Philip dePaolo, the president of the New York Community Council, agreed.

“We need to take the bull by the horns here in Brooklyn, because we’re voiceless here,” he said.

A group comprised of organizations from across the borough could battle a decades-old trend toward concentrating power with the very few at the top of the ladder, said Steven Kaye, vice president of the South Canarsie Civic Association.

After an effort to decentralize government that dates back to the Lindsay administration, Kaye recalled, recent administrations have worked to reverse that.

“They seem to try to keep the local groups down,” he said. “If there were a unified voice in Brooklyn, maybe they would have to start listening a little bit.”

Development is likely to be a prime target for the organization, but that might not be the linchpin necessary to get every neighborhood in Brooklyn together.

“If you stick with land use, I don’t think you’ll get all the neighborhoods involved in borough-wide activity,” said civil liberties attorney Norman Siegel.

At least one elected official is applauding the move.

“I recently suggested legislation that asks the city to take the uniqueness of individual boroughs into consideration in how it responds to storms, and that idea — that every borough is unique — is worth expanding on in the form of a borough-wide civic so that Brooklyn’s interests are protected,” said Councilman Vincent Gentile (D–Bay Ridge). Colleague Lew Fidler (D–Marine Park) declined to comment, explaining, “I don’t know enough about it.”

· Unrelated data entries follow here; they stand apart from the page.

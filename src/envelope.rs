// This Source Code Form is subject to the terms of the Mozilla Public
// License, v. 2.0. If a copy of the MPL was not distributed with this
// file, You can obtain one at https://mozilla.org/MPL/2.0/.

//! Two-layer decoding of API responses.
//!
//! Every response body is wrapped as `{"response": <payload>}`. Errors
//! (status >= 400) carry `{"response": {"error": {"code", "messages"}}}`.
//! Unwrapping the envelope is independent of the payload shape, which the
//! caller supplies afterwards through [`decode_into`].

use serde::Deserialize;
use serde::de::DeserializeOwned;
use serde_json::value::RawValue;

use crate::error::{ApiError, ClientError};

/// The still-encoded payload found inside a response envelope
#[derive(Debug, Clone)]
pub struct Payload(Box<RawValue>);

impl Payload {
    /// The payload's JSON text, exactly as it appeared in the body
    pub fn as_str(&self) -> &str {
        self.0.get()
    }

    pub fn decode<T: DeserializeOwned>(&self) -> Result<T, ClientError> {
        decode_into(self)
    }
}

#[derive(Deserialize)]
struct Envelope {
    response: Box<RawValue>,
}

#[derive(Deserialize)]
struct ErrorEnvelope {
    response: ErrorBody,
}

#[derive(Deserialize)]
struct ErrorBody {
    error: ErrorDetail,
}

#[derive(Deserialize)]
struct ErrorDetail {
    #[serde(default)]
    code: i64,
    #[serde(default)]
    messages: Vec<String>,
}

/// Unwrap a response body, or turn it into an error for status >= 400
pub fn decode_success(body: &[u8], status: u16) -> Result<Payload, ClientError> {
    if status >= 400 {
        return Err(ClientError::Api(decode_error(body, status)));
    }

    let envelope: Envelope = serde_json::from_slice(body)
        .map_err(|source| ClientError::MalformedEnvelope { status, source })?;

    Ok(Payload(envelope.response))
}

/// Best-effort decoding of an error body
///
/// An unparseable body still yields an error carrying the status code.
pub fn decode_error(body: &[u8], status: u16) -> ApiError {
    match serde_json::from_slice::<ErrorEnvelope>(body) {
        Ok(envelope) => ApiError {
            status_code: status,
            error_code: envelope.response.error.code,
            messages: envelope.response.error.messages,
        },
        Err(err) => {
            tracing::warn!(status, error = %err, "could not parse API error body");
            ApiError::new(status)
        }
    }
}

/// Decode a payload into the caller's shape
pub fn decode_into<T: DeserializeOwned>(payload: &Payload) -> Result<T, ClientError> {
    serde_json::from_str(payload.as_str()).map_err(|source| ClientError::PayloadDecode { source })
}
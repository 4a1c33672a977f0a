use serde::{Deserialize, Serialize};

/// A Spreaker user profile
#[derive(Debug, Clone, Default, PartialEq, Serialize, Deserialize)]
#[serde(default)]
pub struct User {
    pub user_id: u64,
    pub fullname: String,
    pub username: String,
    #[serde(skip_serializing_if = "Option::is_none")]
    pub description: Option<String>,
    #[serde(skip_serializing_if = "Option::is_none")]
    pub site_url: Option<String>,
    #[serde(skip_serializing_if = "Option::is_none")]
    pub image_url: Option<String>,
    #[serde(skip_serializing_if = "Option::is_none")]
    pub image_original_url: Option<String>,
    #[serde(skip_serializing_if = "Option::is_none")]
    pub kind: Option<String>,
    #[serde(skip_serializing_if = "Option::is_none")]
    pub plan: Option<String>,
    pub followers_count: u64,
    pub followings_count: u64,

    // Only present on the authenticated user's own profile
    #[serde(skip_serializing_if = "Option::is_none")]
    pub contact_email: Option<String>,
    #[serde(skip_serializing_if = "Option::is_none")]
    pub gender: Option<String>,
    #[serde(skip_serializing_if = "Option::is_none")]
    pub birthday: Option<String>,
    #[serde(skip_serializing_if = "Option::is_none")]
    pub location: Option<String>,
    #[serde(skip_serializing_if = "Option::is_none")]
    pub location_latitude: Option<f64>,
    #[serde(skip_serializing_if = "Option::is_none")]
    pub location_longitude: Option<f64>,
}

#[derive(Debug, Deserialize)]
pub(crate) struct UserResponse {
    pub user: User,
}
use serde::{Deserialize, Serialize};
use serde_json::Value;

use super::{Episode, Show, User};

/// Statistics payloads all arrive under a `statistics` key
#[derive(Debug, Deserialize)]
pub(crate) struct StatisticsResponse<T> {
    pub statistics: T,
}

#[derive(Debug, Clone, Default, PartialEq, Serialize, Deserialize)]
#[serde(default)]
pub struct UserOverallStatistics {
    pub plays_count: u64,
    pub plays_ondemand_count: u64,
    pub plays_live_count: u64,
    pub shows_count: u64,
    pub episodes_count: u64,
    pub likes_count: u64,
    pub downloads_count: u64,
    pub followers_count: u64,
    #[serde(skip_serializing_if = "Option::is_none")]
    pub user: Option<User>,
}

#[derive(Debug, Clone, Default, PartialEq, Serialize, Deserialize)]
#[serde(default)]
pub struct ShowOverallStatistics {
    #[serde(skip_serializing_if = "Option::is_none")]
    pub title: Option<String>,
    pub plays_count: u64,
    pub plays_ondemand_count: u64,
    pub plays_live_count: u64,
    pub episodes_count: u64,
    pub downloads_count: u64,
    pub likes_count: u64,
    #[serde(skip_serializing_if = "Option::is_none")]
    pub show: Option<Show>,
}

#[derive(Debug, Clone, Default, PartialEq, Serialize, Deserialize)]
#[serde(default)]
pub struct EpisodeOverallStatistics {
    pub plays_count: u64,
    pub plays_ondemand_count: u64,
    pub plays_live_count: u64,
    pub chapters_count: u64,
    pub messages_count: u64,
    pub likes_count: u64,
    pub downloads_count: u64,
    #[serde(skip_serializing_if = "Option::is_none")]
    pub episode: Option<Episode>,
}

/// One day (or group bucket) of play counts; `date` is `YYYY-MM-DD`
#[derive(Debug, Clone, Default, PartialEq, Eq, Serialize, Deserialize)]
#[serde(default)]
pub struct PlayStatistics {
    pub date: String,
    pub plays_count: u64,
    pub plays_live_count: u64,
    pub plays_ondemand_count: u64,
    pub downloads_count: u64,
}

#[derive(Debug, Clone, Default, PartialEq, Eq, Serialize, Deserialize)]
#[serde(default)]
pub struct ShowPlayTotals {
    pub show_id: u64,
    pub title: String,
    pub is_deleted: bool,
    pub is_transferred: bool,
    pub plays_count: u64,
    pub plays_live_count: u64,
    pub plays_ondemand_count: u64,
    pub downloads_count: u64,
}

#[derive(Debug, Clone, Default, PartialEq, Eq, Serialize, Deserialize)]
#[serde(default)]
pub struct EpisodePlayTotals {
    pub episode_id: u64,
    pub title: String,
    pub is_deleted: bool,
    pub is_transferred: bool,
    pub plays_count: u64,
    pub plays_live_count: u64,
    pub plays_ondemand_count: u64,
    pub downloads_count: u64,
}

#[derive(Debug, Clone, Default, PartialEq, Eq, Serialize, Deserialize)]
#[serde(default)]
pub struct LikesStatistics {
    pub date: String,
    pub likes_count: u64,
}

#[derive(Debug, Clone, Default, PartialEq, Eq, Serialize, Deserialize)]
#[serde(default)]
pub struct FollowersStatistics {
    pub date: String,
    pub followers_count: u64,
}

#[derive(Debug, Clone, Default, PartialEq, Eq, Serialize, Deserialize)]
#[serde(default)]
pub struct ListenersStatistics {
    pub date: String,
    pub listeners_count: u64,
}

#[derive(Debug, Clone, Default, PartialEq, Serialize, Deserialize)]
#[serde(default)]
pub struct SourceOverall {
    pub name: String,
    pub plays_count: u64,
    pub percentage: f64,
}

/// Play sources; `details` rows have no fixed shape
#[derive(Debug, Clone, Default, PartialEq, Serialize, Deserialize)]
#[serde(default)]
pub struct SourcesStatistics {
    pub overall: Vec<SourceOverall>,
    pub details: Vec<Value>,
}

#[derive(Debug, Clone, Default, PartialEq, Serialize, Deserialize)]
#[serde(default)]
pub struct DeviceStatistics {
    pub name: String,
    pub percentage: f64,
}

#[derive(Debug, Clone, Default, PartialEq, Serialize, Deserialize)]
#[serde(default)]
pub struct OsStatistics {
    pub name: String,
    pub percentage: f64,
}

#[derive(Debug, Clone, Default, PartialEq, Serialize, Deserialize)]
#[serde(default)]
pub struct OsStatisticsBreakdown {
    pub desktop: Vec<OsStatistics>,
    pub mobile: Vec<OsStatistics>,
}

#[derive(Debug, Clone, Default, PartialEq, Serialize, Deserialize)]
#[serde(default)]
pub struct GeoStatistics {
    pub name: String,
    pub percentage: f64,
}

#[derive(Debug, Clone, Default, PartialEq, Serialize, Deserialize)]
#[serde(default)]
pub struct GeographicStatistics {
    pub country: Vec<GeoStatistics>,
    pub city: Vec<GeoStatistics>,
}
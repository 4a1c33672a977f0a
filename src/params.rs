// This Source Code Form is subject to the terms of the Mozilla Public
// License, v. 2.0. If a copy of the MPL was not distributed with this
// file, You can obtain one at https://mozilla.org/MPL/2.0/.

use std::fmt::Display;

use url::form_urlencoded;

/// Ordered string parameters, used both as query string and as form fields
///
/// Keys are unique: `set` replaces an existing value in place so the
/// original insertion order is kept.
#[derive(Debug, Clone, Default, PartialEq, Eq)]
pub struct Params(Vec<(String, String)>);

impl Params {
    pub fn new() -> Self {
        Self::default()
    }

    /// Builder-style `set`
    pub fn with(mut self, key: impl Into<String>, value: impl Into<String>) -> Self {
        self.set(key, value);
        self
    }

    pub fn set(&mut self, key: impl Into<String>, value: impl Into<String>) {
        let key = key.into();
        let value = value.into();
        match self.0.iter_mut().find(|(k, _)| *k == key) {
            Some(entry) => entry.1 = value,
            None => self.0.push((key, value)),
        }
    }

    /// Set `key` only when a value is present
    pub fn set_opt<V: Display>(&mut self, key: &str, value: Option<V>) {
        if let Some(value) = value {
            self.set(key, value.to_string());
        }
    }

    /// Set `key` to "true"/"false" only when a value is present
    pub fn set_flag(&mut self, key: &str, value: Option<bool>) {
        self.set_opt(key, value.map(|v| if v { "true" } else { "false" }));
    }

    /// Overlay `other` on top of these params
    pub fn merge(mut self, other: &Params) -> Self {
        for (key, value) in other.iter() {
            self.set(key, value);
        }
        self
    }

    pub fn get(&self, key: &str) -> Option<&str> {
        self.0
            .iter()
            .find(|(k, _)| k == key)
            .map(|(_, v)| v.as_str())
    }

    pub fn iter(&self) -> impl Iterator<Item = (&str, &str)> {
        self.0.iter().map(|(k, v)| (k.as_str(), v.as_str()))
    }

    pub fn len(&self) -> usize {
        self.0.len()
    }

    pub fn is_empty(&self) -> bool {
        self.0.is_empty()
    }

    /// Encode as `application/x-www-form-urlencoded`
    pub fn encode(&self) -> String {
        form_urlencoded::Serializer::new(String::new())
            .extend_pairs(self.iter())
            .finish()
    }

    pub fn into_pairs(self) -> Vec<(String, String)> {
        self.0
    }
}

impl<K: Into<String>, V: Into<String>> FromIterator<(K, V)> for Params {
    fn from_iter<I: IntoIterator<Item = (K, V)>>(iter: I) -> Self {
        let mut params = Self::new();
        for (key, value) in iter {
            params.set(key, value);
        }
        params
    }
}

/// Page size, offset and continuation cursor for list endpoints
#[derive(Debug, Clone, Default, PartialEq, Eq)]
pub struct PaginationParams {
    pub limit: Option<u32>,
    pub offset: Option<u32>,
    /// Query taken from a previous page's `next_url`, overlaid last
    pub cursor: Params,
}

impl PaginationParams {
    pub fn limit(limit: u32) -> Self {
        Self {
            limit: Some(limit),
            ..Self::default()
        }
    }

    /// Only non-zero values are sent
    pub fn to_params(self) -> Params {
        let mut params = Params::new();
        params.set_opt("limit", self.limit.filter(|l| *l > 0));
        params.set_opt("offset", self.offset.filter(|o| *o > 0));
        params.merge(&self.cursor)
    }
}

#[cfg(test)]
mod tests {
    use super::*;

    #[test]
    fn set_replaces_in_place() {
        let mut params = Params::new().with("q", "first").with("type", "shows");
        params.set("q", "second");

        let pairs: Vec<_> = params.iter().collect();
        assert_eq!(pairs, vec![("q", "second"), ("type", "shows")]);
    }

    #[test]
    fn encode_escapes_reserved_characters() {
        let params = Params::new().with("q", "rock & roll/jazz?").with("c", "it_IT");
        assert_eq!(params.encode(), "q=rock+%26+roll%2Fjazz%3F&c=it_IT");
    }

    #[test]
    fn optional_values_are_only_set_when_present() {
        let mut params = Params::new();
        params.set_opt("title", None::<String>);
        params.set_opt("category_id", Some(12));
        params.set_flag("explicit", Some(false));
        params.set_flag("hidden", None);

        assert_eq!(params.get("title"), None);
        assert_eq!(params.get("category_id"), Some("12"));
        assert_eq!(params.get("explicit"), Some("false"));
        assert_eq!(params.get("hidden"), None);
        assert_eq!(params.len(), 2);
    }

    #[test]
    fn merge_overlays_values() {
        let base = Params::new().with("limit", "20").with("q", "news");
        let overlay = Params::new().with("limit", "50").with("last_id", "42");

        let merged = base.merge(&overlay);
        assert_eq!(merged.get("limit"), Some("50"));
        assert_eq!(merged.get("q"), Some("news"));
        assert_eq!(merged.get("last_id"), Some("42"));
    }

    #[test]
    fn pagination_skips_zero_values() {
        let params = PaginationParams {
            limit: Some(0),
            offset: Some(40),
            ..Default::default()
        }
        .to_params();

        assert_eq!(params.get("limit"), None);
        assert_eq!(params.get("offset"), Some("40"));
        assert!(PaginationParams::default().to_params().is_empty());
    }

    #[test]
    fn cursor_overlays_limit() {
        let params = PaginationParams {
            limit: Some(20),
            offset: None,
            cursor: Params::new().with("limit", "20").with("last_id", "99"),
        }
        .to_params();

        let pairs: Vec<_> = params.iter().collect();
        assert_eq!(pairs, vec![("limit", "20"), ("last_id", "99")]);
    }
}
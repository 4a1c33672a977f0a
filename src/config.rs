// This Source Code Form is subject to the terms of the Mozilla Public
// License, v. 2.0. If a copy of the MPL was not distributed with this
// file, You can obtain one at https://mozilla.org/MPL/2.0/.

use std::time::Duration;

/// Default API host
pub const DEFAULT_BASE_URL: &str = "https://api.spreaker.com";

/// Default API version path segment
pub const DEFAULT_API_VERSION: &str = "v2";

/// Default timeout for a whole request round trip
pub const DEFAULT_TIMEOUT: Duration = Duration::from_secs(30);

/// Settings for a single API client, fixed once the client is built
#[derive(Debug, Clone, PartialEq, Eq)]
pub struct ClientConfig {
    /// Scheme and host, without a trailing slash
    pub base_url: String,
    /// Version segment inserted between host and resource path (e.g. "v2")
    pub api_version: String,
    /// OAuth bearer token; empty means unauthenticated
    pub token: String,
    /// Bounds connect, write and read of one request together
    pub timeout: Duration,
    pub user_agent: String,
}

impl ClientConfig {
    /// Create a config with defaults and the given token
    pub fn new(token: impl Into<String>) -> Self {
        Self {
            token: token.into(),
            ..Self::default()
        }
    }

    /// Point the client at a different host
    ///
    /// Trailing slashes are dropped so URL building never produces "//v2".
    /// An empty value keeps the current base URL.
    pub fn with_base_url(mut self, base_url: impl Into<String>) -> Self {
        let base_url = base_url.into();
        let trimmed = base_url.trim_end_matches('/');
        if !trimmed.is_empty() {
            self.base_url = trimmed.to_string();
        }
        self
    }

    pub fn with_api_version(mut self, api_version: impl Into<String>) -> Self {
        self.api_version = api_version.into();
        self
    }

    /// Override the timeout; a zero duration keeps the current value
    pub fn with_timeout(mut self, timeout: Duration) -> Self {
        if !timeout.is_zero() {
            self.timeout = timeout;
        }
        self
    }

    pub fn with_user_agent(mut self, user_agent: impl Into<String>) -> Self {
        self.user_agent = user_agent.into();
        self
    }

    /// Whether a bearer token is configured
    pub fn has_token(&self) -> bool {
        !self.token.is_empty()
    }
}

impl Default for ClientConfig {
    fn default() -> Self {
        Self {
            base_url: DEFAULT_BASE_URL.to_string(),
            api_version: DEFAULT_API_VERSION.to_string(),
            token: String::new(),
            timeout: DEFAULT_TIMEOUT,
            user_agent: format!("spreaker-cli/{}", env!("CARGO_PKG_VERSION")),
        }
    }
}
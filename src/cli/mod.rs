use std::future::Future;

use anyhow::{Context, Result};
use clap::Args;
use colored::Colorize;
use console::{Emoji, Term};
use serde::Serialize;
use serde::de::DeserializeOwned;

use spreaker::{Client, ClientError, HttpClient, Page, PaginationParams};

pub mod chapters;
pub mod cuepoints;
pub mod episodes;
pub mod messages;
pub mod misc;
pub mod progress;
pub mod search;
pub mod shows;
pub mod stats;
pub mod users;

// Emoji with fallback for terminals without Unicode support
pub static SUCCESS: Emoji<'_, '_> = Emoji("✅ ", "[+] ");
pub static FAILURE: Emoji<'_, '_> = Emoji("❌ ", "[x] ");
pub static WARNING: Emoji<'_, '_> = Emoji("⚠️  ", "[!] ");
pub static DOWNLOAD: Emoji<'_, '_> = Emoji("📥 ", "[v] ");
pub static INFO: Emoji<'_, '_> = Emoji("💡 ", "[i] ");

/// Page size, offset and "fetch everything" switch shared by list commands
#[derive(Args, Debug, Clone, Copy)]
pub struct ListArgs {
    /// Maximum number of items per page
    #[arg(short, long, default_value = "20")]
    pub limit: u32,

    /// Number of items to skip
    #[arg(long)]
    pub offset: Option<u32>,

    /// Follow pagination until the last page
    #[arg(long, conflicts_with = "offset")]
    pub all: bool,
}

impl ListArgs {
    pub fn pagination(&self) -> PaginationParams {
        PaginationParams {
            limit: Some(self.limit),
            offset: self.offset,
            ..PaginationParams::default()
        }
    }
}

/// Print one page, or every page with `--all`
///
/// `fetch` is the endpoint wrapper; with `--all` it is called again for each
/// following page, so its checks apply to every request.
pub async fn list<C, T, F, Fut>(client: &Client<C>, args: &ListArgs, mut fetch: F) -> Result<()>
where
    C: HttpClient,
    T: DeserializeOwned + Serialize,
    F: FnMut(PaginationParams) -> Fut,
    Fut: Future<Output = Result<Page<T>, ClientError>>,
{
    if args.all {
        let items = client
            .collect_pages(args.pagination(), None, fetch)
            .await
            .context("Failed to list all pages")?;
        print_json(&items)
    } else {
        let page = fetch(args.pagination())
            .await
            .context("Failed to list page")?;
        print_page(&page)
    }
}

pub fn print_json<T: Serialize + ?Sized>(value: &T) -> Result<()> {
    let json = serde_json::to_string_pretty(value).context("Failed to render JSON")?;
    println!("{json}");
    Ok(())
}

pub fn print_page<T: Serialize>(page: &Page<T>) -> Result<()> {
    print_json(&page.items)?;
    if page.has_more {
        eprintln!(
            "{INFO}{}",
            "More results available, use --offset or --all".dimmed()
        );
    }
    Ok(())
}

pub fn success(message: impl AsRef<str>) {
    eprintln!("{SUCCESS}{}", message.as_ref().green());
}

/// Ask for a yes/no answer on the terminal unless `force` is set
pub fn confirm(prompt: &str, force: bool) -> Result<bool> {
    if force {
        return Ok(true);
    }

    let term = Term::stderr();
    term.write_str(&format!("{WARNING}{} [y/N] ", prompt.yellow()))
        .context("Failed to write prompt")?;
    let answer = term.read_line().context("Failed to read answer")?;

    Ok(is_yes(&answer))
}

fn is_yes(answer: &str) -> bool {
    matches!(answer.trim().to_ascii_lowercase().as_str(), "y" | "yes")
}

/// Cancelled confirmations are not an error
pub fn cancelled() -> Result<()> {
    eprintln!("{}", "Cancelled".dimmed());
    Ok(())
}
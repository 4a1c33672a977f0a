pub mod api;
pub mod client;
pub mod config;
pub mod download;
pub mod envelope;
pub mod error;
pub mod filename;
pub mod http;
pub mod models;
pub mod pagination;
pub mod params;
pub mod progress;
pub mod transport;

// Re-export main types for convenience
pub use api::{
    ChapterParams, CreateDraftEpisodeParams, CreateShowParams, MAX_MESSAGE_LENGTH, SearchParams,
    StatisticsParams, StatsScope, UpdateEpisodeParams, UpdateShowParams, UpdateUserParams,
    UploadEpisodeParams,
};
pub use client::Client;
pub use config::ClientConfig;
pub use download::{DownloadResult, download_episode};
pub use envelope::{Payload, decode_error, decode_into, decode_success};
pub use error::{ApiError, ClientError, DownloadError};
pub use filename::episode_filename;
pub use http::{HttpClient, HttpResponse, ReqwestClient};
pub use pagination::Page;
pub use params::{PaginationParams, Params};
pub use progress::{NoopReporter, ProgressEvent, ProgressReporter, SharedProgressReporter};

This is not the first time that Brooklyn groups have tried to unite with common goals. Besides the Council of Brooklyn Neighborhoods, several groups in southern Brooklyn joined together loosely because of common concerns about over-development, and, in Bay Ridge, the 60-year-old Bay Ridge Community Council brings together about 100 area organizations with the common goal of improving the quality of life in the neighborhood.